§ **Work instructions**
Check every line below, and copy those that include "found".
===== Input data
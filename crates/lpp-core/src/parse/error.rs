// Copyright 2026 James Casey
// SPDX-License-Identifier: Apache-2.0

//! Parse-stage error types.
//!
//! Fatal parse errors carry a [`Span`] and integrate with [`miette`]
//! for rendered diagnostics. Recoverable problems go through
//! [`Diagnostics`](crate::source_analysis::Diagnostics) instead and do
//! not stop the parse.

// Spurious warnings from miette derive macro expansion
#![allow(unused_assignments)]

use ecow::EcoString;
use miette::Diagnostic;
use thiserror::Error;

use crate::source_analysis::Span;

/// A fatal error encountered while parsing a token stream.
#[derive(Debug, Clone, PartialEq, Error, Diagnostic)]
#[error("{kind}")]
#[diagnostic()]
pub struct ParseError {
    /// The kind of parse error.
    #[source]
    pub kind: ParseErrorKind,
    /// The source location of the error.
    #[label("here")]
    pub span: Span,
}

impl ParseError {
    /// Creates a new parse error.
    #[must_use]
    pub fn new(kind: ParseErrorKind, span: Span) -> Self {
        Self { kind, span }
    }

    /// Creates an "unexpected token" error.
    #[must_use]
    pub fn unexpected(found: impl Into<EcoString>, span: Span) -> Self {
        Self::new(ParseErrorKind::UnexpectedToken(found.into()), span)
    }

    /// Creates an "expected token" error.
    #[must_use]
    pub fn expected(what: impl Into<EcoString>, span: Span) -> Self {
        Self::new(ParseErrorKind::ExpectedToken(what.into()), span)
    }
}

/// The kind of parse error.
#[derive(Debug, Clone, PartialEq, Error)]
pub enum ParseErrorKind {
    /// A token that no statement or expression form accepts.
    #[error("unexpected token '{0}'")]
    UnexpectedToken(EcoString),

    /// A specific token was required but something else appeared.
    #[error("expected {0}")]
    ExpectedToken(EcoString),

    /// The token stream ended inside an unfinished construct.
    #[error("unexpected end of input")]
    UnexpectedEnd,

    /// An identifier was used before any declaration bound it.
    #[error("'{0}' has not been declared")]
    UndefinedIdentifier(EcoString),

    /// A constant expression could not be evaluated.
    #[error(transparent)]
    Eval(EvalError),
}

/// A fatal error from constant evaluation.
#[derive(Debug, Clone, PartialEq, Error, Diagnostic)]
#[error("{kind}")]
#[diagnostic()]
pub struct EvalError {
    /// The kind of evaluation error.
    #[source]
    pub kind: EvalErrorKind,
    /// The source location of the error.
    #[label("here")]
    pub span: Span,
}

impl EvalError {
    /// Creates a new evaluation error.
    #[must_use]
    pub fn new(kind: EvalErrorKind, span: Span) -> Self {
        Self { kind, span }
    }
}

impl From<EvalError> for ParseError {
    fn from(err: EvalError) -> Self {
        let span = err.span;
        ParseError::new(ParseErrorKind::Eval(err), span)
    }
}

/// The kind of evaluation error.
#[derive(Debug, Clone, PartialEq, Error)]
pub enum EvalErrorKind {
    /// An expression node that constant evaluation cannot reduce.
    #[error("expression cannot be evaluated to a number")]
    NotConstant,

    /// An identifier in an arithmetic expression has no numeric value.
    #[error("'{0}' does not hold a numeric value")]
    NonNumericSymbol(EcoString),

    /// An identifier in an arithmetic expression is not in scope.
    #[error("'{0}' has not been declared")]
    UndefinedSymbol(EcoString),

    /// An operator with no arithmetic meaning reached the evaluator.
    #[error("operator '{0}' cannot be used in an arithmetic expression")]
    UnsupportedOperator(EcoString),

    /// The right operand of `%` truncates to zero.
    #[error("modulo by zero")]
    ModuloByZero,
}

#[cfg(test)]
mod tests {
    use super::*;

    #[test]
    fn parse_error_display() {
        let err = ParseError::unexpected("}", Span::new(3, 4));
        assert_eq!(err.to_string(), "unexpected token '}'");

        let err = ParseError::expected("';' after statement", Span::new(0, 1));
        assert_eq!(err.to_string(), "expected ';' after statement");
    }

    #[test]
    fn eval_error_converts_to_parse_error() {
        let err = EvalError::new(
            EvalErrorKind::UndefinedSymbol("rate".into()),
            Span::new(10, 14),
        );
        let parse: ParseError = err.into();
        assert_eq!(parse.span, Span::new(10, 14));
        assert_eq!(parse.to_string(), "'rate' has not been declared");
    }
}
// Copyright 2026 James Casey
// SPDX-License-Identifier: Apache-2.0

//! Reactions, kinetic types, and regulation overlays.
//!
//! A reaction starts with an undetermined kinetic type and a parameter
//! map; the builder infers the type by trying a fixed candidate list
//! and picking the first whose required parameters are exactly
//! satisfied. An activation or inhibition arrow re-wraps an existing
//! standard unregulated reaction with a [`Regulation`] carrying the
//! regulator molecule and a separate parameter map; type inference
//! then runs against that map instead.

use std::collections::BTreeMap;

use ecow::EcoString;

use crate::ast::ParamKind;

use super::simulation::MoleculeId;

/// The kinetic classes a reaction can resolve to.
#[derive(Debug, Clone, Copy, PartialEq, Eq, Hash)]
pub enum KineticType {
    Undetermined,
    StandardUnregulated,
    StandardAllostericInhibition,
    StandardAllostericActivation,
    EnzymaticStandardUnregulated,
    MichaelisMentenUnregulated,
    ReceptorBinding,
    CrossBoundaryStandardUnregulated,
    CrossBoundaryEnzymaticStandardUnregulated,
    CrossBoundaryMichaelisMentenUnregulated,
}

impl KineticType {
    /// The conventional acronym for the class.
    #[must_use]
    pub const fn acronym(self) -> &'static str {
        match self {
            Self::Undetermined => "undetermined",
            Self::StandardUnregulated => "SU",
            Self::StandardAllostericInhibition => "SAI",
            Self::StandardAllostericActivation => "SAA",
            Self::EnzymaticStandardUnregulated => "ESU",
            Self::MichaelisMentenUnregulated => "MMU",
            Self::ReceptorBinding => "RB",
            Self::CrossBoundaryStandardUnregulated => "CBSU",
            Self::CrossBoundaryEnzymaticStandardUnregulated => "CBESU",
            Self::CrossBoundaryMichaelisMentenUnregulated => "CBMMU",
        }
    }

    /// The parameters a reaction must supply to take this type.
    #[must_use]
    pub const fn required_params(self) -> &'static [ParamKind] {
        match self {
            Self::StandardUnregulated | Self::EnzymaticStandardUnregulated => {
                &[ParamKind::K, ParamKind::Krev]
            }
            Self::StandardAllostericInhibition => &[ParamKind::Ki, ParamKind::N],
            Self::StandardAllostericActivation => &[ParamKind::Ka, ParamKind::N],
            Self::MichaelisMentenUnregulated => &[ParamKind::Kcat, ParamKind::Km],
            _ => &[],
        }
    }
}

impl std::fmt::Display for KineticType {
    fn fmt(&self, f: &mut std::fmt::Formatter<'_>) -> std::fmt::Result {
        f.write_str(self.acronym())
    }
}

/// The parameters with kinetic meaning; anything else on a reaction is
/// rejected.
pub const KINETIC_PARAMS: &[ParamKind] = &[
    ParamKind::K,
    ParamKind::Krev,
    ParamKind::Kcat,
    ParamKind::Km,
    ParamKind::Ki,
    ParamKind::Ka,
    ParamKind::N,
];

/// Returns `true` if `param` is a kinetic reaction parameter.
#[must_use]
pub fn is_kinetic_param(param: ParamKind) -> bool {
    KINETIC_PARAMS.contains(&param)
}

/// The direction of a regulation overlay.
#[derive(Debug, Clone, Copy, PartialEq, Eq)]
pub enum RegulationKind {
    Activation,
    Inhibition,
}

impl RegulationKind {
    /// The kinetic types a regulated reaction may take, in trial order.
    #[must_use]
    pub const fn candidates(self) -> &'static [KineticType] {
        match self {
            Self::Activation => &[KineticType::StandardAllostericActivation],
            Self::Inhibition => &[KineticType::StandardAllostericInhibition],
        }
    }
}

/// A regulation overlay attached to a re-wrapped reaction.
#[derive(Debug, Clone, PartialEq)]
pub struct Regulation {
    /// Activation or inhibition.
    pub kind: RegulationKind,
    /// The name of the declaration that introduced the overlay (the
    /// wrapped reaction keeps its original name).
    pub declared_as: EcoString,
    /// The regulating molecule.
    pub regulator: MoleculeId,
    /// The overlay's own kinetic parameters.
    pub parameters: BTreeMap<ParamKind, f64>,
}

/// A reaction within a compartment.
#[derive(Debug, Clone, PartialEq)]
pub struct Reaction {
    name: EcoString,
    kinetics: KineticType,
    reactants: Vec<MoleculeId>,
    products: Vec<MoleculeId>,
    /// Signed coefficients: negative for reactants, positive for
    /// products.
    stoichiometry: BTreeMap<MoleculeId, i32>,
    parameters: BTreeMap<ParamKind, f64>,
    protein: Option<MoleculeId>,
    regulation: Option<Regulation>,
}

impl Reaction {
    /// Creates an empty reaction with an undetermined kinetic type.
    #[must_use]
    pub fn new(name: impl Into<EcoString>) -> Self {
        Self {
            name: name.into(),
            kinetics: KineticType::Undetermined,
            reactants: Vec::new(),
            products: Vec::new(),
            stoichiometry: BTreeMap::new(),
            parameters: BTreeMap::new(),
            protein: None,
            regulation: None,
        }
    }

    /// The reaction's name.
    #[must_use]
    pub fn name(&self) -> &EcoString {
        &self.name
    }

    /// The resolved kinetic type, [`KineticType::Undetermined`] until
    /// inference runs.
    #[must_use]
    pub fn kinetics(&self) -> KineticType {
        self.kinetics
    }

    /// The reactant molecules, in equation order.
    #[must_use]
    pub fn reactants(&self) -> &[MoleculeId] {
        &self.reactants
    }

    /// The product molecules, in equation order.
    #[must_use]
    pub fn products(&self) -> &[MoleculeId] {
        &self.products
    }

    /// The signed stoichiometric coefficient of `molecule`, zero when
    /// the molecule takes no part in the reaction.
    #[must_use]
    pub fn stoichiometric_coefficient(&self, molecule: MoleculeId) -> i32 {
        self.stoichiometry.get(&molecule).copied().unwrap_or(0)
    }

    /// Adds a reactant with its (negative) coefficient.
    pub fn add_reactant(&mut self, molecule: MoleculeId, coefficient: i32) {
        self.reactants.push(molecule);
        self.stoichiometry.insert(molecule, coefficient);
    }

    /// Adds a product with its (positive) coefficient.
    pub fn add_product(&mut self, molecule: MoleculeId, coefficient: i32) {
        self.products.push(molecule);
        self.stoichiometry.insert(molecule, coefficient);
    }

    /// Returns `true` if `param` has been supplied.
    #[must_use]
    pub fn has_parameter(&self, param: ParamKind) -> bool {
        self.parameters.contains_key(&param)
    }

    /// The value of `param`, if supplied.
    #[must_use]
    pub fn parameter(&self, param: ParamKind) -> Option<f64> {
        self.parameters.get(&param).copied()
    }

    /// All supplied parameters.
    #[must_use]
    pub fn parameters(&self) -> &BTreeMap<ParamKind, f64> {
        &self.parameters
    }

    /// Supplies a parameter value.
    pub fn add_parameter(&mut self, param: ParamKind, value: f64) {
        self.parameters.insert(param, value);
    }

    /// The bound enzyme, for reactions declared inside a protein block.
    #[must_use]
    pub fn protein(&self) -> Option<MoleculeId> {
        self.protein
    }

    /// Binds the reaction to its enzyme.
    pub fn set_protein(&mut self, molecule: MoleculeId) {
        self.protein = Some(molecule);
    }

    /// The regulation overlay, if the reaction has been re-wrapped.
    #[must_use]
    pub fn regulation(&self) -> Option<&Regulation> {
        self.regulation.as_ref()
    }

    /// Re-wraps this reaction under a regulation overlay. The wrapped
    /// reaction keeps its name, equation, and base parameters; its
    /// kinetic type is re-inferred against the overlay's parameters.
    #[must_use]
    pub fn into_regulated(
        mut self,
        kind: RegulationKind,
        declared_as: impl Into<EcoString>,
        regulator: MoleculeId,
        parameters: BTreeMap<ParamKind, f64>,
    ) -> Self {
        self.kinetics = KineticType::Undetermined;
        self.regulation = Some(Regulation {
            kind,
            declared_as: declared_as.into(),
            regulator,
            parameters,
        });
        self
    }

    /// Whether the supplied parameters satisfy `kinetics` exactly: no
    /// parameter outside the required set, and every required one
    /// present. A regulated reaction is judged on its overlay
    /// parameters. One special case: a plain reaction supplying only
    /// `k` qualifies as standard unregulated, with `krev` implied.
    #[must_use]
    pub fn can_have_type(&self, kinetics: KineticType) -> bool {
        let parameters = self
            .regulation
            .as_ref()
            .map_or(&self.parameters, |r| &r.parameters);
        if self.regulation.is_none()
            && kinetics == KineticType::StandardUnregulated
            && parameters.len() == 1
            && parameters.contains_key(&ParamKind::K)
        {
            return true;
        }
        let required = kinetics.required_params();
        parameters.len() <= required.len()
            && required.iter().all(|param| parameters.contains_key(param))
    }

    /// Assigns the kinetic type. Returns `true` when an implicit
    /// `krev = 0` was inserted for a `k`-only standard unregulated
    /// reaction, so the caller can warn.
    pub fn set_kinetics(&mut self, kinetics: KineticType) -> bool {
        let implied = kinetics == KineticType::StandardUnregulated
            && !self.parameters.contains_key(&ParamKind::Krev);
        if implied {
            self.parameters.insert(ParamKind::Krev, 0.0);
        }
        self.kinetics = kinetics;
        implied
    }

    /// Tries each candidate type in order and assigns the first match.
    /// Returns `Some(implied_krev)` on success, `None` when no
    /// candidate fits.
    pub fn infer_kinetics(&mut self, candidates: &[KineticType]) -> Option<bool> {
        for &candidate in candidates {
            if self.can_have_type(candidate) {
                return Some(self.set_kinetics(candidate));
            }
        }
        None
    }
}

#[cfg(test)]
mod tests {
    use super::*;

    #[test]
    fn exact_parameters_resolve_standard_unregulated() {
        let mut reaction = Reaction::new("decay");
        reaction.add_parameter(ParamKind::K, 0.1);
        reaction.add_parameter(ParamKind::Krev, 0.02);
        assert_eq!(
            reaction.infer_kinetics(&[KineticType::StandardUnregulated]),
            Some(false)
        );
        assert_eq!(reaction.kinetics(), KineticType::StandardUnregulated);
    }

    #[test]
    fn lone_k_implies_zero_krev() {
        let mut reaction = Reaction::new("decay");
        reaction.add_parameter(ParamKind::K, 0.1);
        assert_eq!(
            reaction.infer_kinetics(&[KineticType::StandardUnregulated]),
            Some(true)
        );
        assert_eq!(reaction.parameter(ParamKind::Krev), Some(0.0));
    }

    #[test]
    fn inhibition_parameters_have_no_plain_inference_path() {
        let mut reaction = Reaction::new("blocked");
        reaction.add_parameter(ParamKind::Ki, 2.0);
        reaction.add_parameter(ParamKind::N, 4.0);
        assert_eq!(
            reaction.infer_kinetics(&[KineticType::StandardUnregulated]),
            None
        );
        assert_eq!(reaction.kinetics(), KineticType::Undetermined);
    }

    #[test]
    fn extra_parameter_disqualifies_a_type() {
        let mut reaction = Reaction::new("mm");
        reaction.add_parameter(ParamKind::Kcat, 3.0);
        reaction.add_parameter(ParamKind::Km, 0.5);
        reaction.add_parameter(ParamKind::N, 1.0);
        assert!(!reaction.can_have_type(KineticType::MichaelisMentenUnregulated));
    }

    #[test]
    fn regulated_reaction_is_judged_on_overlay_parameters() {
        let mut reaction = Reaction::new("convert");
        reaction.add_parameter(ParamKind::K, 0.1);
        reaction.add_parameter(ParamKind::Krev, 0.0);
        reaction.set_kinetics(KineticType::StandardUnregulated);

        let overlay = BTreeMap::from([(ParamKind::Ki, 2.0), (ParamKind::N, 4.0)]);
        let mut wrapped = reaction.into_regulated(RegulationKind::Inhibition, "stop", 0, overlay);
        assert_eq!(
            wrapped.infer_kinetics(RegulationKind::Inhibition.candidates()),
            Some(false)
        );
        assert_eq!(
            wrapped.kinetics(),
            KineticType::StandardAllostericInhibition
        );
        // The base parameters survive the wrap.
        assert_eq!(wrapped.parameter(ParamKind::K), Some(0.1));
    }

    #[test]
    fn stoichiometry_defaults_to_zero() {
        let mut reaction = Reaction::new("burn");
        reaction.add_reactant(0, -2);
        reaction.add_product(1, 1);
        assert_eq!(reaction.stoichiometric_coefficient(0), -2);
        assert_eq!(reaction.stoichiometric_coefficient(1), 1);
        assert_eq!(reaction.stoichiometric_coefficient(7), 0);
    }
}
==========
§ **Response to the exercise**
    pub fn unexpected(found: impl Into<EcoString>, span: Span) -> Self {
        Self::new(ParseErrorKind::UnexpectedToken(found.into()), span)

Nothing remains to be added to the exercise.